(Beginning of Data provided)
use crate::models::nutrient::{Element, Nutrient, NutrientCategory, NutrientStatus, TestMethod};
use serde::{Deserialize, Serialize};

/// Identifying details of one analysis (paddock) on a report.
#[derive(Debug, Clone, Default, PartialEq, Serialize, Deserialize)]
#[serde(rename_all = "camelCase")]
pub struct PaddockInfo {
    #[serde(default)]
    pub client: Option<String>,
    #[serde(default)]
    pub crop: Option<String>,
    #[serde(default)]
    pub paddock: Option<String>,
    #[serde(default, alias = "date")]
    pub sample_date: Option<String>,
    #[serde(default)]
    pub lab_number: Option<String>,
}

impl PaddockInfo {
    pub fn display_name(&self, fallback: &str) -> String {
        self.paddock
            .clone()
            .filter(|p| !p.trim().is_empty())
            .unwrap_or_else(|| fallback.to_string())
    }
}

/// The full set of readings for one soil or leaf analysis.
#[derive(Debug, Clone, Default, PartialEq, Serialize, Deserialize)]
pub struct SoilProfile {
    pub nutrients: Vec<Nutrient>,
}

fn category_rank(category: NutrientCategory) -> u8 {
    match category {
        NutrientCategory::Soil => 0,
        NutrientCategory::LamotteReams => 1,
        NutrientCategory::Tae => 2,
        NutrientCategory::BaseSaturation => 3,
    }
}

// Unrecognised methods sort just ahead of LaMotte
fn method_rank(method: Option<TestMethod>) -> u8 {
    match method {
        Some(TestMethod::LaMotte) => 20,
        Some(TestMethod::Tae) => 21,
        Some(m) => m as u8,
        None => 19,
    }
}

impl SoilProfile {
    pub fn new(nutrients: Vec<Nutrient>) -> Self {
        Self { nutrients }
    }

    pub fn is_empty(&self) -> bool {
        self.nutrients.is_empty()
    }

    /// The reading used for capping and progress: base saturation entries are
    /// never authoritative, then soil before LaMotte/TAE, then method priority.
    /// Ties keep report order.
    pub fn authoritative(&self, element: Element) -> Option<&Nutrient> {
        self.nutrients
            .iter()
            .enumerate()
            .filter(|(_, n)| n.element == Some(element))
            .filter(|(_, n)| n.category != NutrientCategory::BaseSaturation)
            .min_by_key(|(idx, n)| (category_rank(n.category), method_rank(n.method()), *idx))
            .map(|(_, n)| n)
    }

    /// Every reading for an element, any category.
    pub fn readings(&self, element: Element) -> impl Iterator<Item = &Nutrient> {
        self.nutrients
            .iter()
            .filter(move |n| n.element == Some(element))
    }

    pub fn find_by_name(&self, name: &str) -> Option<&Nutrient> {
        self.nutrients
            .iter()
            .find(|n| n.name.eq_ignore_ascii_case(name))
            .or_else(|| {
                Element::resolve(name).and_then(|element| self.authoritative(element))
            })
    }

    pub fn ph(&self) -> Option<f64> {
        self.nutrients
            .iter()
            .find(|n| n.is_ph())
            .map(|n| n.current)
            .filter(|v| *v > 0.0)
    }

    pub fn with_status(&self, status: NutrientStatus) -> impl Iterator<Item = &Nutrient> {
        self.nutrients.iter().filter(move |n| n.status == status)
    }
}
(End of Data provided)
Exercise details – Exactly repeat the lines running from the top of the listing to the line bearing "pub struct PaddockInfo", both of those lines included, and only them.

Result of this exercise –
use crate::models::nutrient::{Element, Nutrient, NutrientCategory, NutrientStatus, TestMethod};
use serde::{Deserialize, Serialize};

/// Identifying details of one analysis (paddock) on a report.
#[derive(Debug, Clone, Default, PartialEq, Serialize, Deserialize)]
#[serde(rename_all = "camelCase")]
pub struct PaddockInfo {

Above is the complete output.